Ogbonna v CTI Logistics Ltd
[2021] WASCA 22
JURISDICTION : SUPREME COURT OF WESTERN AUSTRALIA
TITLE OF COURT : THE COURT OF APPEAL (WA)
CITATION: OGBONNA -v- CTI LOGISTICS LTD [2021] WASCA 22
CORAM: MURPHY JA
HEARD: 2 FEBRUARY 2021
DELIVERED : 2 FEBRUARY 2021
PUBLISHED : 8 FEBRUARY 2021
FILE NO/S: CACV 149 of 2019
BETWEEN: CELESTINE OGBONNA
Appellant
AND
CTI LOGISTICS LTD
First Respondent
NEIL RASPA
Second Respondent
ON APPEAL FROM:
Jurisdiction : DISTRICT COURT OF WESTERN AUSTRALIA
Coram: STAVRIANOU DCJ
File Number : CIV 744 of 2018
Catchwords:
Courts and judicial system - Judges - Application for disqualification of judge on ground of actual/apprehended bias
Legislation:
Nil
Result:
Application refused
Category: B
Representation:
Counsel:
| Appellant | : | In person |
| First Respondent | : | T P Wilson |
| Second Respondent | : | T P Wilson |
Solicitors:
| Appellant | : | In person |
| First Respondent | : | Jackson McDonald |
| Second Respondent | : | Jackson McDonald |
Case(s) referred to in decision(s):
Ebner v Official Trustee in Bankruptcy [2000] HCA 63; (2000) 205 CLR 337
Helljay Investments Pty Ltd v Deputy Commissioner of Taxation [1999] HCA 56; (1999) 166 ALR 302
Johnson v Johnson [2000] HCA 48; (2000) 201 CLR 488
Michael Wilson & Partners Ltd v Nicholls [2011] HCA 48; (2011) 244 CLR 427
Ogbonna v Qantas Airways Limited [2019] WASCA 146
Ogbonna v Qantas Airways Ltd [2018] WASC 378
R v Masters (1992) 26 NSWLR 450
Re Polites; Ex parte Hoyts Corporation Pty Ltd [1991] HCA 25; (1991) 173 CLR 78, 86
MURPHY JA:
Introduction
The appellant in this matter (Mr Ogbonna) appeals against the award of summary judgment in favour of the respondents in a defamation action which he had commenced in the District Court of Western Australia.
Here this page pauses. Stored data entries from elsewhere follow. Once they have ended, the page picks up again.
//=========================================================================
// Platform Subsystem
//
// Bridges Winit (OS-level events) with the engine's logic thread.
//
// Architecture:
// ```text
//  Main Thread:                     Logic Thread:
//  ┌──────────────────────────┐    ┌──────────────────┐
//  │  Winit Event Loop        │    │  Game::tick()    │
//  │   ↓                      │    │   ├─ input hooks │
//  │  InputProcessor          │    │   ├─ steps       │
//  │   ├─ Converts Winit      │    │   ├─ collisions  │
//  │   └─ Tracks modifiers    │    │   └─ frame       │
//  │   ↓                      │    │                  │
//  │  InputBuffer             │    └──────────────────┘
//  │   ├─ discrete: Vec<>     │        ↑        │
//  │   └─ continuous: Set<>   │        │        │
//  │   ↓                      │        │        │
//  │  RedrawRequested (flush) ├────────┘        │
//  │                          │  PlatformEvent  │
//  │  about_to_wait           │◄────────────────┘
//  │   └─ shutdown check      │  CoreEvent
//  └──────────────────────────┘
// ```
//
// Key Design Decisions:
// - **RedrawRequested = frame boundary**: all buffered input is sent as
//   one batch
// - **Closing is the game's decision**: the close button only sends a
//   QuitRequest; the window closes when the core reports Shutdown
// - **Graceful channel disconnect**: if the logic thread is gone, the
//   window closes too
// - **Main thread requirement**: Winit mandates the main thread on
//   macOS/iOS, so this runs on the thread that called `Engine::run()`
//
//=========================================================================

//=== Submodules ==========================================================

mod input_buffer;
mod input_processor;

//=== External Crates =====================================================

use std::time::{Duration, Instant};

use crossbeam_channel::{Receiver, Sender, TryRecvError};
use log::*;
use winit::{
    application::ApplicationHandler,
    dpi::LogicalSize,
    event::WindowEvent,
    event_loop::{ActiveEventLoop, ControlFlow, EventLoop},
    window::{Window, WindowAttributes},
};

//=== Internal Imports ====================================================

use crate::config::GameConfig;
use crate::core::input::InputEvent;
use crate::core::platform_bridge::{CoreEvent, PlatformError, PlatformEvent};
use input_buffer::InputBuffer;
use input_processor::InputProcessor;

//=== Constants ===========================================================

/// Longest the event loop sleeps before checking for shutdown.
const WAKE_INTERVAL: Duration = Duration::from_millis(16);

const DEFAULT_TITLE: &str = "SGE Game";

//=== Platform ============================================================

/// Window manager and input event aggregator.
///
/// Runs on the main thread and exchanges messages with the logic thread
/// through two channels.
///
/// # Lifecycle
///
/// 1. **Construction**: `Platform::new(...)` - no window yet
/// 2. **Execution**: `platform.run()` - blocks in the event loop
/// 3. **Event processing**: Winit calls `ApplicationHandler` methods
/// 4. **Shutdown**: the core sends `Shutdown` → the loop exits
pub(crate) struct Platform {
    /// OS window handle (None until `resumed()` called).
    window: Option<Window>,

    title: String,
    size: (u32, u32),

    /// Buffers discrete/continuous input until frame boundary.
    buffer: InputBuffer,

    event_sender: Sender<PlatformEvent>,
    shutdown_receiver: Receiver<CoreEvent>,

    input_processor: InputProcessor,
}

impl Platform {
    //--- Construction -----------------------------------------------------

    /// Creates a platform for a game with the given settings. The window
    /// is created lazily in `resumed()`.
    pub(crate) fn new(
        config: &GameConfig,
        event_sender: Sender<PlatformEvent>,
        shutdown_receiver: Receiver<CoreEvent>,
    ) -> Self {
        info!(target: "platform", "Platform subsystem initialized");
        Self {
            window: None,
            title: config.window_text.clone().unwrap_or_else(|| DEFAULT_TITLE.to_string()),
            size: (config.width, config.height),
            buffer: InputBuffer::new(),
            event_sender,
            shutdown_receiver,
            input_processor: InputProcessor::new(),
        }
    }

    //--- Execution --------------------------------------------------------

    /// Runs the event loop until the game ends or the window is lost.
    ///
    /// # Errors
    ///
    /// Returns [`PlatformError`] if the event loop cannot be created or
    /// fails while running.
    ///
    /// # Panics
    ///
    /// Panics if called off the main thread on platforms that require it.
    pub(crate) fn run(mut self) -> Result<(), PlatformError> {
        debug!(target: "platform", "Starting Winit event loop");

        let event_loop = EventLoop::new().map_err(|e| PlatformError::EventLoopCreation(e.to_string()))?;

        event_loop
            .run_app(&mut self)
            .map_err(|e| PlatformError::EventLoopExecution(e.to_string()))
    }

    //--- Internal Helpers -------------------------------------------------

    /// Sends buffered input to the core as one batch.
    ///
    /// If the channel is disconnected, logs a warning and drops the
    /// events; the next shutdown check closes the window.
    fn flush_input_buffer(&mut self) {
        if let Some((discrete, continuous)) = self.buffer.drain() {
            let discrete_count = discrete.len();
            let continuous_count = continuous.len();

            trace!(
                target: "platform::input",
                "Flushing {} discrete + {} continuous events",
                discrete_count,
                continuous_count
            );

            if self.event_sender.send(PlatformEvent::Inputs { discrete, continuous }).is_err() {
                warn!(
                    target: "platform::input",
                    "Channel disconnected, dropping {} events",
                    discrete_count + continuous_count
                );
            }
        }
    }

    /// Forwards a close request to the game right away.
    fn request_quit(&mut self) {
        info!(target: "platform", "Window close requested");
        self.buffer.push(InputEvent::QuitRequest);
        self.flush_input_buffer();
    }

    /// Whether the core asked to close, or is gone.
    fn shutdown_requested(&self) -> bool {
        match self.shutdown_receiver.try_recv() {
            Ok(CoreEvent::Shutdown) => {
                info!(target: "platform", "Shutdown received from core");
                true
            }
            Err(TryRecvError::Disconnected) => {
                warn!(target: "platform", "Core thread disconnected");
                true
            }
            Err(TryRecvError::Empty) => false,
        }
    }

    //--- Test Accessors ---------------------------------------------------

    #[cfg(test)]
    pub(crate) fn window(&self) -> Option<&Window> {
        self.window.as_ref()
    }
}

//=== Winit Integration ===================================================

impl ApplicationHandler for Platform {
    /// Creates the window on startup (or mobile resume).
    fn resumed(&mut self, event_loop: &ActiveEventLoop) {
        if self.window.is_some() {
            debug!(target: "platform", "Window already exists (mobile resume?)");
            return;
        }

        let attrs = WindowAttributes::default()
            .with_title(self.title.clone())
            .with_inner_size(LogicalSize::new(self.size.0, self.size.1))
            .with_resizable(false);

        match event_loop.create_window(attrs) {
            Ok(window) => {
                info!(
                    target: "platform",
                    "Window created: {}x{} @ {}x DPI",
                    window.inner_size().width,
                    window.inner_size().height,
                    window.scale_factor()
                );
                window.request_redraw();
                self.window = Some(window);
            }
            Err(e) => {
                error!(target: "platform", "Window creation failed: {}", e);
                let _ = self.event_sender.send(PlatformEvent::WindowClosed);
                event_loop.exit();
            }
        }
    }

    /// Handles per-window events.
    fn window_event(
        &mut self,
        event_loop: &ActiveEventLoop,
        _window_id: winit::window::WindowId,
        event: WindowEvent,
    ) {
        match event {
            WindowEvent::CloseRequested => self.request_quit(),

            WindowEvent::Destroyed => {
                info!(target: "platform", "Window destroyed");
                let _ = self.event_sender.send(PlatformEvent::WindowClosed);
                event_loop.exit();
            }

            WindowEvent::ModifiersChanged(state) => {
                trace!(target: "platform::input", "Modifiers changed: {:?}", state);
                self.input_processor.update_modifiers(state.state());
            }

            WindowEvent::CursorMoved { position, .. } => {
                let event = self.input_processor.process_mouse_move(position.x, position.y);
                self.buffer.push(event);
            }

            WindowEvent::CursorEntered { .. } => {
                self.buffer.push(self.input_processor.process_cursor_presence(true));
            }

            WindowEvent::CursorLeft { .. } => {
                self.buffer.push(self.input_processor.process_cursor_presence(false));
            }

            WindowEvent::Focused(focused) => {
                self.buffer.push(self.input_processor.process_focus(focused));
            }

            WindowEvent::KeyboardInput { event: key_event, .. } => {
                if let Some(event) = self.input_processor.process_key_event(&key_event) {
                    self.buffer.push(event);
                } else {
                    trace!(target: "platform::input", "Unmapped key ignored");
                }
            }

            WindowEvent::MouseInput { state, button, .. } => {
                let event = self.input_processor.process_mouse_button(button, state);
                self.buffer.push(event);
            }

            WindowEvent::MouseWheel { delta, .. } => {
                for event in self.input_processor.process_wheel(delta) {
                    self.buffer.push(event);
                }
            }

            WindowEvent::RedrawRequested => {
                // Frame boundary: flush all buffered input
                self.flush_input_buffer();

                if let Some(window) = &self.window {
                    window.request_redraw();
                }
            }

            _ => {}
        }
    }

    /// Checks for shutdown once the event queue is empty.
    fn about_to_wait(&mut self, event_loop: &ActiveEventLoop) {
        if self.shutdown_requested() {
            self.flush_input_buffer();
            event_loop.exit();
            return;
        }
        event_loop.set_control_flow(ControlFlow::WaitUntil(Instant::now() + WAKE_INTERVAL));
    }
}

//=========================================================================
// Unit Tests
//=========================================================================

#[cfg(test)]
mod tests {
    use super::*;
    use crate::core::input::KeyCode;
    use crossbeam_channel::unbounded;

    fn platform() -> (Platform, Receiver<PlatformEvent>, Sender<CoreEvent>) {
        let (tx, rx) = unbounded();
        let (shutdown_tx, shutdown_rx) = unbounded();
        let config = GameConfig {
            window_text: Some("Pong".to_string()),
            ..GameConfig::default()
        };
        (Platform::new(&config, tx, shutdown_rx), rx, shutdown_tx)
    }

    //=====================================================================
    // Platform Tests
    //=====================================================================

    #[test]
    fn platform_creation() {
        let (platform, _rx, _shutdown) = platform();
        assert!(platform.window().is_none(), "Window should be created lazily");
        assert_eq!(platform.title, "Pong");
        assert_eq!(platform.size, (640, 480));
    }

    #[test]
    fn flush_empty_buffer_is_noop() {
        let (mut platform, rx, _shutdown) = platform();
        platform.flush_input_buffer();
        assert!(rx.try_recv().is_err(), "No events should be sent for empty buffer");
    }

    #[test]
    fn flush_sends_buffered_events() {
        let (mut platform, rx, _shutdown) = platform();
        platform.buffer.push(InputEvent::key_press(KeyCode::Space));
        platform.buffer.push(InputEvent::MouseMove { x: 1.0, y: 2.0 });

        platform.flush_input_buffer();

        match rx.try_recv() {
            Ok(PlatformEvent::Inputs { discrete, continuous }) => {
                assert_eq!(discrete.len(), 1);
                assert_eq!(continuous.len(), 1);
            }
            other => panic!("Expected Inputs event, got {:?}", other),
        }
    }

    #[test]
    fn flush_handles_disconnected_channel() {
        let (mut platform, rx, _shutdown) = platform();
        platform.buffer.push(InputEvent::key_press(KeyCode::Space));
        drop(rx);

        // Should not panic, just log warning
        platform.flush_input_buffer();
    }

    #[test]
    fn close_request_is_sent_as_quit_input() {
        let (mut platform, rx, _shutdown) = platform();
        platform.request_quit();

        match rx.try_recv() {
            Ok(PlatformEvent::Inputs { discrete, .. }) => {
                assert_eq!(discrete, vec![InputEvent::QuitRequest]);
            }
            other => panic!("Expected Inputs event, got {:?}", other),
        }
    }

    #[test]
    fn shutdown_detection() {
        let (platform, _rx, shutdown) = platform();
        assert!(!platform.shutdown_requested());

        shutdown.send(CoreEvent::Shutdown).unwrap();
        assert!(platform.shutdown_requested());

        drop(shutdown);
        assert!(platform.shutdown_requested());
    }
}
The appeal was listed for hearing on 2 February 2021.
At the commencement of the hearing of the appeal Mr Ogbonna made an application that I disqualify myself from hearing the appeal on the basis of actual basis.[1] He submitted, in effect, that the existence of actual bias, in the form of judicial corruption and dishonesty on my part, is to be inferred from my participation in other matters in which he is or has been a party.[2] I refused the application and said I would provide written reasons. These are my reasons.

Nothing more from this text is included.